→ **Task item**
When you have gone through the records, report how many lines include "RLPDecodeError", giving the number and nothing more.

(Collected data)
_____

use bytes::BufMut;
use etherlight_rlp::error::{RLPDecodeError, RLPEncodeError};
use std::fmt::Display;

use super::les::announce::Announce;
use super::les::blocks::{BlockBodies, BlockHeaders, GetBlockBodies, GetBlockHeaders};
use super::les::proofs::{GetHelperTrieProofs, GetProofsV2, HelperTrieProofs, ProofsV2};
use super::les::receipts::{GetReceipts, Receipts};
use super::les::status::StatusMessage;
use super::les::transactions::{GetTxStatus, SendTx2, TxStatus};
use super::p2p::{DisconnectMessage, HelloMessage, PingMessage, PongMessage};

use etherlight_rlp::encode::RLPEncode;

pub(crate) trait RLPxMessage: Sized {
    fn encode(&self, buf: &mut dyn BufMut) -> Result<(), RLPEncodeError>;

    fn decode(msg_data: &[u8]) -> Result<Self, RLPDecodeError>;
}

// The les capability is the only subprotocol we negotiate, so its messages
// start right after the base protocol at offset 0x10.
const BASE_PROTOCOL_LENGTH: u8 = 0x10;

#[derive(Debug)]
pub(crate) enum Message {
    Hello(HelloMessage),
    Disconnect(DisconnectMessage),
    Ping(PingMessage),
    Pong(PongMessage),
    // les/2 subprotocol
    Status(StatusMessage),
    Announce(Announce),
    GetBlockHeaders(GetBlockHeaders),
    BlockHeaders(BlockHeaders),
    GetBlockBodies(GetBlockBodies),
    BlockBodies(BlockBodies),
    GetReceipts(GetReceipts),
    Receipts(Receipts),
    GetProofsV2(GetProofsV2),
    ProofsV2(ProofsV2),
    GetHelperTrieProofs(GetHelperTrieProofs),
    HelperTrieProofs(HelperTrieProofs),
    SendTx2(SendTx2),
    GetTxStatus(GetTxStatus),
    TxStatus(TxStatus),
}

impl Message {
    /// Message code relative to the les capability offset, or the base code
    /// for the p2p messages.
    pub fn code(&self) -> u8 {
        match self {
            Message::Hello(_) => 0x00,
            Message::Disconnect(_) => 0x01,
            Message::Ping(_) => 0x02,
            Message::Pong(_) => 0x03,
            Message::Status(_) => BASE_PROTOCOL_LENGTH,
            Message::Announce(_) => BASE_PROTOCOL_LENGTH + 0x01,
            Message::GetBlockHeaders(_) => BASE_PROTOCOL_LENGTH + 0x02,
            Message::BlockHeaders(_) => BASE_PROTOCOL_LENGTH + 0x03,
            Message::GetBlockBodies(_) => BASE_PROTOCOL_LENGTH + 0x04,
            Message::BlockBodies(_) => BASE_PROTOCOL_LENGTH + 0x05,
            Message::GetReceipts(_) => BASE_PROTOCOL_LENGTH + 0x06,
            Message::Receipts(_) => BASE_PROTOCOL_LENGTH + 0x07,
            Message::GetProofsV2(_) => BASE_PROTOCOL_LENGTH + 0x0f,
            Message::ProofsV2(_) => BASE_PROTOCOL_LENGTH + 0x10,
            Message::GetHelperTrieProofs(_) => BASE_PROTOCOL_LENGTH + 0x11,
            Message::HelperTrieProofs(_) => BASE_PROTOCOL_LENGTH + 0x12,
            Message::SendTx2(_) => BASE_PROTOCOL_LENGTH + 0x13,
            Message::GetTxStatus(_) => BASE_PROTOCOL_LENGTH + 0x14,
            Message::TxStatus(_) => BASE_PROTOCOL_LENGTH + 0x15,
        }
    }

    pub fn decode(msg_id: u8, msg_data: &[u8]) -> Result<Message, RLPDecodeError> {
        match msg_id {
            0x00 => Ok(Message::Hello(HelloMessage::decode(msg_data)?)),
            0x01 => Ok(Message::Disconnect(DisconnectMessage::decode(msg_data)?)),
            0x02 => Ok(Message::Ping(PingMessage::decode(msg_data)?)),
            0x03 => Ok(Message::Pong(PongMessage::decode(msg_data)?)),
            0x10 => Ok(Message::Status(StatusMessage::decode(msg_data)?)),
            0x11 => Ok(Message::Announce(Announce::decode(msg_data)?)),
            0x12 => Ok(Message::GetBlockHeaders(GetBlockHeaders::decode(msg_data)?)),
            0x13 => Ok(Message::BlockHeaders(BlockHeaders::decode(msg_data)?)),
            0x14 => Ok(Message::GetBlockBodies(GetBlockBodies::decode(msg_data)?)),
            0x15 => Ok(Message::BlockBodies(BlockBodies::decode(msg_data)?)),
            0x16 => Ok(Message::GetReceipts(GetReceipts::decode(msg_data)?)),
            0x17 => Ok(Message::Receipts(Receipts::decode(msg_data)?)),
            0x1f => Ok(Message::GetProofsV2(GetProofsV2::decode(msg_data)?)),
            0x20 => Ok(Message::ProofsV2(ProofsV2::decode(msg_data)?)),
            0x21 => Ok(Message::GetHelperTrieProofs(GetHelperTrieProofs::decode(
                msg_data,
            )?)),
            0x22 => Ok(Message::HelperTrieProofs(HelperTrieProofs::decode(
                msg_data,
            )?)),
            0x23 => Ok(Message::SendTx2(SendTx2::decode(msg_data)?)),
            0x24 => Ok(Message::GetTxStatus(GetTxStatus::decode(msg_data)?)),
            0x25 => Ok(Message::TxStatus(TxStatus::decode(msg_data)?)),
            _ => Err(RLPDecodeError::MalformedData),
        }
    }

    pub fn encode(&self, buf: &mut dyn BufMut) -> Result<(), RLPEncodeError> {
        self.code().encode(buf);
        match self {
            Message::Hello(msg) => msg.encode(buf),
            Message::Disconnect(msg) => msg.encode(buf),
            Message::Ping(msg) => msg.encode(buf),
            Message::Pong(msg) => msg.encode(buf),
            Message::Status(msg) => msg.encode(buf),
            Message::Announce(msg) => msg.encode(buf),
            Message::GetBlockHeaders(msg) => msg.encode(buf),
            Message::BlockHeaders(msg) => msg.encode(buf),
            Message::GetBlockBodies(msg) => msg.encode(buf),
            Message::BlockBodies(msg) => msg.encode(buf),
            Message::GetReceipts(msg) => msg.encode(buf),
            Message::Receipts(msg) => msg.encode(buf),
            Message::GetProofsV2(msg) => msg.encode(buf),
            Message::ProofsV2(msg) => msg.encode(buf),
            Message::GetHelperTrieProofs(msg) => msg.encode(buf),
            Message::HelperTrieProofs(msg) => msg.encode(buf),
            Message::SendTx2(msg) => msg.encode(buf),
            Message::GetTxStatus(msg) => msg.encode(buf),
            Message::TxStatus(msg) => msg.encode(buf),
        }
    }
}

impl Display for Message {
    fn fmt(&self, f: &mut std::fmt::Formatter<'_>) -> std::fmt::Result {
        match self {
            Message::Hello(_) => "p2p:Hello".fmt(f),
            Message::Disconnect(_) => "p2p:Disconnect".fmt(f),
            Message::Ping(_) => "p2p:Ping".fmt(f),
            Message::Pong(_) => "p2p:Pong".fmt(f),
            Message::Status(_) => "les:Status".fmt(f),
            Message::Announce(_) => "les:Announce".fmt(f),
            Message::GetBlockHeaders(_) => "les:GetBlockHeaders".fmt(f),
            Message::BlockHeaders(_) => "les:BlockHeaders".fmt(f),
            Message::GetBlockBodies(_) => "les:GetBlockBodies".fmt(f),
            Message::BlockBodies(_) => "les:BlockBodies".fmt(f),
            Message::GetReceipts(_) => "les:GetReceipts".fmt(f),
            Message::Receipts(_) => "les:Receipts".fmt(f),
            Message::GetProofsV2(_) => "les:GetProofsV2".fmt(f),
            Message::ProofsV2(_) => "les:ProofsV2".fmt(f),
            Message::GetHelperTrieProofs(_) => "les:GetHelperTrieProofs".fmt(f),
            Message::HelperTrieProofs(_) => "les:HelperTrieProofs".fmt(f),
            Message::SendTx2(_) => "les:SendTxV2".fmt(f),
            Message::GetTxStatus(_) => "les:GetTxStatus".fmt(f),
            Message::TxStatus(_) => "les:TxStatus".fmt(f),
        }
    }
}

_____

→ **Expected output**
4